Arizona

Jul 11, 2012 6:29 AM

Brewer taking cautious path on Medicaid expansion

PHOENIX (AP) - Arizona Gov. Jan Brewer was quick to criticize the U.S. Supreme Court's decision upholding the federal health care overhaul and again said the law should be repealed. But look for her to take her time charting a course on whether the state should implement a key provision.

The Supreme Court scrapped the overhaul's requirement that states expand eligibility for their Medicaid programs. That made the expansion optional, and Republican governors in states such as Florida, Wisconsin and Texas have already said they won't implement the expansion.

Under Brewer, Arizona was part of the multistate lawsuit challenging the entire healthcare overhaul, and she argued even before Congress enacted the law that the state shouldn't be coerced into a costly expansion of its Medicaid program.

But a senior Brewer aide says it could be months before the governor and her staff get enough information to make an informed decision on the Medicaid expansion, particularly now that the court decision may open the door to changes on scope and timing.

"There's a lot of unanswered questions that we need guidance from the (federal Centers for Medicare and Medicaid Services) on how the voluntary expansion would be implemented if we choose to do that," said Don Hughes, Brewer's health policy adviser.

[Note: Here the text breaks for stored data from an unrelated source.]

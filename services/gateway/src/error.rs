use axum::{
    Json,
    http::StatusCode,
    response::{IntoResponse, Response},
};
use serde_json::json;
use thiserror::Error;

/// Central error type for the gateway application
///
/// The engine itself never fails a request; the only transport-level
/// failure is a payload that does not deserialize.
#[derive(Debug, Error)]
pub enum AppError {
    #[error("Bad request: {0}")]
    BadRequest(String),
}

impl IntoResponse for AppError {
    fn into_response(self) -> Response {
        let (status, error_message, code) = match self {
            AppError::BadRequest(msg) => (StatusCode::BAD_REQUEST, msg, "BAD_REQUEST"),
        };

        let body = Json(json!({
            "error": code,
            "message": error_message
        }));

        (status, body).into_response()
    }
}
//! Rank comparison policy
//!
//! Decides which holder a full slot gives up and whether a new proposer
//! displaces it. The fallback for slots without a declared ranking is
//! asymmetric on purpose: such a slot always yields to a new proposer
//! (first-come-first-served), while under a declared ranking two unlisted
//! candidates tie in favor of the incumbent.

use crate::index::SlotEntry;
use types::ids::ApplicantId;

/// Find the worst-ranked holder of a slot
///
/// Without a declared ranking the worst holder is the first element of the
/// holder list in its current order; holder lists are kept in admission
/// order with in-place eviction, so this is the earliest-admitted holder
/// still present. With a ranking, the holder with the numerically largest
/// rank loses; unlisted holders carry the sentinel rank, and ties go to the
/// first one encountered in the scan.
///
/// Returns None when the holder list is empty (a zero-capacity slot).
pub fn worst_holder(entry: &SlotEntry<'_>, holders: &[ApplicantId]) -> Option<ApplicantId> {
    if !entry.has_ranking() {
        return holders.first().copied();
    }

    let mut worst: Option<(ApplicantId, usize)> = None;
    for &holder in holders {
        let rank = entry.rank_of(holder);
        match worst {
            Some((_, worst_rank)) if rank <= worst_rank => {}
            _ => worst = Some((holder, rank)),
        }
    }
    worst.map(|(id, _)| id)
}

/// Whether a slot prefers a new proposer over an incumbent holder
///
/// Without a declared ranking the proposer always wins. With one, a
/// strictly lower rank wins; two unlisted candidates compare equal at the
/// sentinel rank and the incumbent is kept.
pub fn prefers(entry: &SlotEntry<'_>, proposer: ApplicantId, incumbent: ApplicantId) -> bool {
    if !entry.has_ranking() {
        return true;
    }
    entry.rank_of(proposer) < entry.rank_of(incumbent)
}

#[cfg(test)]
mod tests {
    use super::*;
    use crate::index::PreferenceIndex;
    use types::applicant::Applicant;
    use types::ids::SlotId;
    use types::slot::Slot;

    fn ids(raw: &[u64]) -> Vec<ApplicantId> {
        raw.iter().map(|&id| ApplicantId::new(id)).collect()
    }

    fn index_for(slot: Slot) -> (Vec<Applicant>, Vec<Slot>) {
        (Vec::new(), vec![slot])
    }

    #[test]
    fn test_worst_holder_without_ranking_is_first_in_order() {
        let (applicants, slots) = index_for(Slot::new(SlotId::new(10), 2, Vec::new()));
        let index = PreferenceIndex::build(&applicants, &slots);
        let entry = index.slot(SlotId::new(10)).unwrap();

        let holders = ids(&[5, 3, 8]);
        assert_eq!(worst_holder(entry, &holders), Some(ApplicantId::new(5)));
    }

    #[test]
    fn test_worst_holder_empty_holders() {
        let (applicants, slots) = index_for(Slot::new(SlotId::new(10), 0, Vec::new()));
        let index = PreferenceIndex::build(&applicants, &slots);
        let entry = index.slot(SlotId::new(10)).unwrap();

        assert_eq!(worst_holder(entry, &[]), None);
    }

    #[test]
    fn test_worst_holder_follows_declared_ranking() {
        let (applicants, slots) = index_for(Slot::new(SlotId::new(10), 3, ids(&[1, 2, 3])));
        let index = PreferenceIndex::build(&applicants, &slots);
        let entry = index.slot(SlotId::new(10)).unwrap();

        // 3 carries the largest rank even though it sits in the middle
        let holders = ids(&[2, 3, 1]);
        assert_eq!(worst_holder(entry, &holders), Some(ApplicantId::new(3)));
    }

    #[test]
    fn test_unlisted_holder_is_worst() {
        let (applicants, slots) = index_for(Slot::new(SlotId::new(10), 2, ids(&[1, 2])));
        let index = PreferenceIndex::build(&applicants, &slots);
        let entry = index.slot(SlotId::new(10)).unwrap();

        let holders = ids(&[1, 9]);
        assert_eq!(worst_holder(entry, &holders), Some(ApplicantId::new(9)));
    }

    #[test]
    fn test_sentinel_tie_picks_first_encountered() {
        let (applicants, slots) = index_for(Slot::new(SlotId::new(10), 2, ids(&[1])));
        let index = PreferenceIndex::build(&applicants, &slots);
        let entry = index.slot(SlotId::new(10)).unwrap();

        // Both unlisted: the scan keeps the first one it saw
        let holders = ids(&[7, 9]);
        assert_eq!(worst_holder(entry, &holders), Some(ApplicantId::new(7)));
    }

    #[test]
    fn test_prefers_without_ranking_favors_proposer() {
        let (applicants, slots) = index_for(Slot::new(SlotId::new(10), 1, Vec::new()));
        let index = PreferenceIndex::build(&applicants, &slots);
        let entry = index.slot(SlotId::new(10)).unwrap();

        assert!(prefers(entry, ApplicantId::new(2), ApplicantId::new(1)));
    }

    #[test]
    fn test_prefers_follows_declared_ranking() {
        let (applicants, slots) = index_for(Slot::new(SlotId::new(10), 1, ids(&[2, 1])));
        let index = PreferenceIndex::build(&applicants, &slots);
        let entry = index.slot(SlotId::new(10)).unwrap();

        assert!(prefers(entry, ApplicantId::new(2), ApplicantId::new(1)));
        assert!(!prefers(entry, ApplicantId::new(1), ApplicantId::new(2)));
    }

    #[test]
    fn test_prefers_sentinel_tie_keeps_incumbent() {
        let (applicants, slots) = index_for(Slot::new(SlotId::new(10), 1, ids(&[3])));
        let index = PreferenceIndex::build(&applicants, &slots);
        let entry = index.slot(SlotId::new(10)).unwrap();

        // Neither candidate is listed: the incumbent stays
        assert!(!prefers(entry, ApplicantId::new(1), ApplicantId::new(2)));
    }

    #[test]
    fn test_listed_proposer_beats_unlisted_incumbent() {
        let (applicants, slots) = index_for(Slot::new(SlotId::new(10), 1, ids(&[4])));
        let index = PreferenceIndex::build(&applicants, &slots);
        let entry = index.slot(SlotId::new(10)).unwrap();

        assert!(prefers(entry, ApplicantId::new(4), ApplicantId::new(9)));
        assert!(!prefers(entry, ApplicantId::new(9), ApplicantId::new(4)));
    }
}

Hughes noted that the National Governors Association has asked Health and Human Services Secretary Kathleen Sebelius whether states could only do part of the expansion and phase it in - and still get the extra federal funding originally promised.

At stake in Arizona is health coverage that could start in 2014 for over 300,000 low-income people.

"Real lives are hanging in the balance and you have lots and lots of unknowns," said Children's Action Alliance President Dana Naimark, a supporter of the Medicaid expansion. "Our state now has to make a decision."

Preliminary estimates on initial added costs for the state range from $210 million to $250 million annually, with some costs due to new enrollments from people already eligible but newly prompted to enroll because of media coverage.

However, legislative budget analysts acknowledged last week the fiscal impact remains unclear because of the lack of word from federal officials on how the optional expansion would work.

Arizona last year reduced eligibility for its Medicaid program because of its now-easing budget crisis, but Brewer has said the expansion's cost would be difficult for Arizona to shoulder at a time when the state would no longer be receiving revenue from a temporary sales tax increase ending in 2013.

Hughes said Brewer's administration will consult legislators, care providers, business leaders and others as it considers the state's options.

The Arizona Hospital and Healthcare Association said it welcomes Brewer's go-slow approach on considering the Medicaid expansion, and the industry group is taking that approach itself.

The association wants more people covered by Medicaid to reduce the amount of uncompensated care that hospitals have to provide to people without coverage.

"We don't need to be hasty and drawing a line in the sand or picking a particular path," said association spokesman Pete Wertheim.

Some legislators see no reason to wait on staking out positions.

Many majority Republicans say the state can't afford to expand its Medicaid program.

"It doesn't look like it would be a possibility and not raise taxes," said Sen. Nancy Barto, chairman of the Senate Healthcare and Medical Liability Reform Committee.

Barto said she hopes to avoid a fight over the expansion issue during the Legislature's 2013 regular session. "I hope we can talk this through ... on what's best the citizens in terms of how we address this," said Barto, R-Phoenix.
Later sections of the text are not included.